Dante Bowe singles chronology
| "Voice of God" (2020) | "Joyful" (2021) | "Evidence (Live)" (2021) |

Music video
- "joyful" on YouTube
- "joyful" (Live) on YouTube

= Joyful (song) =

2021 song by Dante Bowe

"Joyful" (stylized in lower case) is a song by American Christian and Gospel singer and songwriter Dante Bowe, which was released on March 12, 2021, as the lead single to his second studio album, Circles. Bowe co-wrote the song with Ben Schofield. Ben Schofield handled the production of the single.

"Joyful" peaked at No. 14 on the US Hot Christian Songs chart, and at No. 3 on the Hot Gospel Songs chart. "Joyful" won the GMA Dove Award Contemporary Gospel Recorded Song of the Year at the 2021 GMA Dove Awards. It was nominated for the Grammy Award for Best Gospel Performance/Song at the 2022 Grammy Awards.

==Background==

"We felt like for the times that "Joyful" was a message that felt important, you know what I mean? Choosing joy just felt more relevant — no pun intended — than anything right now. I think we wanted to just start the album off with, "You know what, this has been one crazy year, but we're going to be joyful.""
— – Dante Bowe, on the decision to release "Joyful" as the lead single from Circles.

On March 12, 2021, Dante Bowe released "Joyful" as the lead single to his second studio album, Circles, along with its accompanying music video. The single followed the announcement made earlier that month, stated that Circles will be slated for release on March 26, 2021.

Dante Bowe spoke of the message behind the song, saying: "Joy is so different than happiness. While happiness is that temporary feeling created by circumstance, joy isn’t based on anything other than truth.

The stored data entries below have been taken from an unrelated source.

//! Rollout collection
//!
//! [`TrajectoryRunner`] plays whole episodes on one environment for
//! Monte-Carlo agents. [`SegmentRunner`] advances a vectorized environment a
//! fixed number of steps per call for n-step agents, keeping the current
//! observation between calls so episodes continue across segments.

use ndarray::{Array1, Array2};
use rand::RngCore;
use tracing::{debug, trace};

use pgkit_core::{Environment, RLError, Result, Segment, SpaceValue, Trajectory, Transition, VecEnv};

use crate::agent::Agent;

/// Collects up to `max_steps` transitions per episode from a single environment
#[derive(Debug, Clone, Copy, PartialEq, Eq)]
pub struct TrajectoryRunner {
    /// Step limit per episode
    pub max_steps: usize,
}

impl TrajectoryRunner {
    /// Create a runner stopping episodes after `max_steps`
    #[must_use]
    pub fn new(max_steps: usize) -> Self {
        Self { max_steps }
    }

    /// Play `num_episodes` episodes with `agent`
    ///
    /// An episode stops at `done` or after `max_steps` steps, whichever
    /// comes first. Trajectories cut off by the step limit are not
    /// [`completed`](Trajectory::completed).
    pub fn run<A, E>(
        &self,
        agent: &A,
        env: &mut E,
        num_episodes: usize,
        rng: &mut dyn RngCore,
    ) -> Result<Vec<Trajectory>>
    where
        A: Agent + ?Sized,
        E: Environment + ?Sized,
    {
        if self.max_steps == 0 {
            return Err(RLError::Value("max_steps must be positive".to_string()));
        }
        let mut trajectories = Vec::with_capacity(num_episodes);
        for episode in 0..num_episodes {
            let mut observation = env.reset()?;
            let mut trajectory = Trajectory::new();
            for _ in 0..self.max_steps {
                let output = agent.choose_action(observation.view(), rng)?;
                let step = env.step(&output.action)?;
                let done = step.done;
                trajectory.push(Transition {
                    observation,
                    output,
                    reward: step.reward,
                    next_observation: step.observation.clone(),
                    done,
                });
                observation = step.observation;
                if done {
                    break;
                }
            }
            debug!(
                episode,
                len = trajectory.len(),
                total_reward = trajectory.total_reward,
                completed = trajectory.completed(),
                "episode finished"
            );
            trajectories.push(trajectory);
        }
        Ok(trajectories)
    }
}

/// Collects fixed-length [`Segment`]s from a vectorized environment
#[derive(Debug)]
pub struct SegmentRunner<V> {
    env: V,
    observation: Option<Array2<f64>>,
    episode_returns: Array1<f64>,
    episode_lengths: Vec<usize>,
}

impl<V: VecEnv> SegmentRunner<V> {
    /// Wrap a vectorized environment; the first call to [`run`](Self::run) resets it
    pub fn new(env: V) -> Self {
        let num_env = env.num_env();
        Self {
            env,
            observation: None,
            episode_returns: Array1::zeros(num_env),
            episode_lengths: vec![0; num_env],
        }
    }

    /// The wrapped environment
    pub fn env(&self) -> &V {
        &self.env
    }

    /// Unwrap the environment
    pub fn into_inner(self) -> V {
        self.env
    }

    /// Step every environment `steps` times with `agent`
    ///
    /// `last_values` holds the agent's value of the observation after the
    /// final step, or zero when the policy has no value head.
    pub fn run<A>(&mut self, agent: &A, steps: usize, rng: &mut dyn RngCore) -> Result<Segment>
    where
        A: Agent + ?Sized,
    {
        if steps == 0 {
            return Err(RLError::Value("a segment needs at least one step".to_string()));
        }
        let mut current = match self.observation.take() {
            Some(observation) => observation,
            None => self.env.reset()?,
        };
        let num_env = current.nrows();

        let mut observations = Vec::with_capacity(steps);
        let mut outputs = Vec::with_capacity(steps);
        let mut rewards = Array2::zeros((steps, num_env));
        let mut dones = Vec::with_capacity(steps);

        for t in 0..steps {
            let step_outputs = current
                .rows()
                .into_iter()
                .map(|obs| agent.choose_action(obs, rng))
                .collect::<Result<Vec<_>>>()?;
            let actions: Vec<SpaceValue> = step_outputs.iter().map(|o| o.action.clone()).collect();
            let step = self.env.step(&actions)?;
            for len in [step.rewards.len(), step.dones.len(), step.observations.nrows()] {
                if len != num_env {
                    return Err(RLError::Length {
                        expected: num_env,
                        actual: len,
                    });
                }
            }

            rewards.row_mut(t).assign(&step.rewards);
            self.track_episodes(&step.rewards, &step.dones);
            observations.push(std::mem::replace(&mut current, step.observations));
            outputs.push(step_outputs);
            dones.push(step.dones);
        }

        let last_values = current
            .rows()
            .into_iter()
            .map(|obs| agent.value(obs).map(|v| v.unwrap_or(0.0)))
            .collect::<Result<Array1<f64>>>()?;
        self.observation = Some(current);

        trace!(steps, num_env, "collected segment");
        Ok(Segment {
            observations,
            outputs,
            rewards,
            dones,
            last_values,
        })
    }

    fn track_episodes(&mut self, rewards: &Array1<f64>, dones: &[bool]) {
        for (n, &done) in dones.iter().enumerate() {
            self.episode_returns[n] += rewards[n];
            self.episode_lengths[n] += 1;
            if done {
                debug!(
                    env = n,
                    len = self.episode_lengths[n],
                    total_reward = self.episode_returns[n],
                    "episode finished"
                );
                self.episode_returns[n] = 0.0;
                self.episode_lengths[n] = 0;
            }
        }
    }
}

You can be in a bad place or sad situation and still have joy: the knowing that greater things are coming and the moment you are in is not the end."

Bowe opined that "Joyful" a "completely different" single, stating that he was pushing boundaries of what he was offering his audience sonically, by giving them "something that they’d have to grow into."

==Composition==
"Joyful" is a gospel and R&B song composed in the key of A♭ with a tempo of 92 beats per minute and a musical time signature of 4/4.

==Accolades==

Awards
| Year | Organization | Award | Result | Ref |
|---|---|---|---|---|
| 2021 | GMA Dove Awards | Contemporary Gospel Recorded Song of the Year | Won |  |
| 2022 | Grammy Awards | Best Gospel Performance/Song | Nominated |  |

==Commercial performance==
"Joyful" debuted at No. 39 on the US Hot Christian Songs chart, and at No. 22 on the Hot Gospel Songs chart. Following the album's release, "Joyful" debuted on Christian Airplay at No. 36. "Joyful" peaked at No. 14 on Hot Christian Songs, No. 3 on Hot Gospel Songs, and No. 12 on the Christian Airplay chart.

"Joyful" debuted at No. 23 on the Gospel Airplay chart dated July 31, 2021, making Bowe the first artist to simultaneously rank on the Christian radio and Gospel radio charts. "Joyful" went on to reach No. 1 on the Gospel Airplay chart dated February 26, 2022, becoming Bowe's first chart-topping song on Gospel radio.

==Music videos==
Dante Bowe released the music video of "Joyful" via YouTube on March 12, 2021. Creedlife directed the music video. The video shows Bowe walking about in the neighborhood on a sunny day, interacting with the people in his community.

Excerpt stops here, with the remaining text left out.